Justamente aquí está la novedad alcanzada por los Padres. Ellos acogieron plenamente
la razón abierta a lo absoluto y en ella incorporaron la riqueza de la Revelación. El
encuentro no fue sólo entre culturas, donde tal vez una es seducida por el atractivo de
otra, sino que tuvo lugar en lo profundo de los espíritus, siendo un encuentro entre la
criatura y el Creador. Sobrepasando el fin mismo hacia el que inconscientemente tendía
por su naturaleza, la razón pudo alcanzar el bien sumo y la verdad suprema en la
persona del Verbo encarnado. Ante las filosofías, los Padres no tuvieron miedo, sin
embargo, de reconocer tanto los elementos comunes como las diferencias que
presentaban con la Revelación. Ser conscientes de las convergencias no ofuscaba en
ellos el reconocimiento de las diferencias.
43. Un puesto singular en este largo camino corresponde a santo Tomás, no sólo por el
contenido de su doctrina, sino también por la relación dialogal que supo establecer con
el pensamiento árabe y hebreo de su tiempo. En una época en la que los pensadores
cristianos descubrieron los tesoros de la filosofía antigua, y más concretamente
aristotélica, tuvo el gran mérito de destacar la armonía que existe entre la razón y la fe.
Argumentaba que la luz de la razón y la luz de la fe proceden ambas de Dios; por tanto,
no pueden contradecirse entre sí.44
44. Una de las grandes intuiciones de santo Tomás es la que se refiere al papel que el
Espíritu Santo realiza haciendo madurar en sabiduría la ciencia humana. Desde las
primeras páginas de su Summa Theologiae 48 el Aquinate quiere mostrar la primacía de
aquella sabiduría que es don del Espíritu Santo e introduce en el conocimiento de las
realidades divinas. Su teología permite comprender la peculiaridad de la sabiduría en su
estrecho vínculo con la fe y el conocimiento de lo divino.
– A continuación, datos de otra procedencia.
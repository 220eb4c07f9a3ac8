//! Smallest useful program: a border, a label and an FPS readout.
//! Press `q` to quit.

use termstage::objects::border::Border;
use termstage::objects::fps_counter::FpsCounter;
use termstage::objects::label::Label;
use termstage::rendering::terminal::CrosstermTerminal;
use termstage::scene::{Scene, SceneCore};
use termstage::{style, Display, SceneContext, UpdateInfo, Vector2};

#[derive(Default)]
struct HelloScene {
    core: SceneCore,
}

impl Scene for HelloScene {
    fn core(&self) -> &SceneCore {
        &self.core
    }

    fn core_mut(&mut self) -> &mut SceneCore {
        &mut self.core
    }

    fn start(&mut self, ctx: &mut SceneContext) {
        self.core.add_object(Box::new(Border::new()));
        self.core
            .add_object(Box::new(FpsCounter::new(Vector2::new(2, 1))));

        let text = "hello, termstage — press q to quit";
        let x = (ctx.width() as i32 - text.chars().count() as i32) / 2;
        let y = ctx.height() as i32 / 2;
        let mut label = Label::new(text, Vector2::new(x, y));
        label.set_foreground(style::fg::BRIGHT_CYAN);
        self.core.add_object(Box::new(label));
    }

    fn update(&mut self, info: &UpdateInfo, ctx: &mut SceneContext) {
        if info.pressed.did_press_char_ignore_case('q') {
            ctx.stop_rendering();
        }
    }
}

fn main() -> anyhow::Result<()> {
    env_logger::init();

    termstage::terminal_setup()?;
    termstage::install_panic_handler();

    let terminal = CrosstermTerminal::new_with_custom_buf_writer();
    let mut display = Display::new(terminal, 60.0)?;
    display.add_scene(Box::new(HelloScene::default()), "hello");
    display.start_rendering("hello")?;

    termstage::terminal_cleanup()?;
    Ok(())
}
Ella conoce por
connaturalidad, presupone la fe y formula su recto juicio a partir de la verdad de la fe
misma: « La sabiduría, don del Espíritu Santo, difiere de la que es virtud intelectual
adquirida. Pues ésta se adquiere con esfuerzo humano, y aquélla viene de arriba, como
Santiago dice. De la misma manera difiere también de la fe, porque la fe asiente a la
verdad divina por sí misma; mas el juicio conforme con la verdad divina pertenece al
don de la sabiduría ».49
46. Las radicalizaciones más influyentes son conocidas y bien visibles, sobre todo en la
historia de Occidente. No es exagerado afirmar que buena parte del pensamiento
filosófico moderno se ha desarrollado alejándose progresivamente de la Revelación
cristiana, hasta llegar a contraposiciones explícitas. En el siglo pasado, este movimiento
alcanzó su culmen. Algunos representantes del idealismo intentaron de diversos modos
transformar la fe y sus contenidos, incluso el misterio de la muerte y resurrección de
Jesucristo, en estructuras dialécticas concebibles racionalmente. A este pensamiento se
opusieron diferentes formas de humanismo ateo, elaboradas filosóficamente, que
presentaron la fe como nociva y alienante para el desarrollo de la plena racionalidad. No
tuvieron reparo en presentarse como nuevas religiones creando la base de proyectos
que, en el plano político y social, desembocaron en sistemas totalitarios traumáticos
para la humanidad.
47. Por otra parte, no debe olvidarse que en la cultura moderna ha cambiado el papel
mismo de la filosofía. De sabiduría y saber universal, se ha ido reduciendo
progresivamente a una de tantas parcelas del saber humano; más aún, en algunos
aspectos se la ha limitado a un papel del todo marginal. Mientras, otras formas de
racionalidad se han ido afirmando cada vez con mayor relieve, destacando el carácter
marginal del saber filosófico. Estas formas de racionalidad, en vez de tender a la
contemplación de la verdad y a la búsqueda del fin último y del sentido de la vida, están
orientadas —o, al menos, pueden orientarse— como « razón instrumental » al servicio
de fines utilitaristas, de placer o de poder.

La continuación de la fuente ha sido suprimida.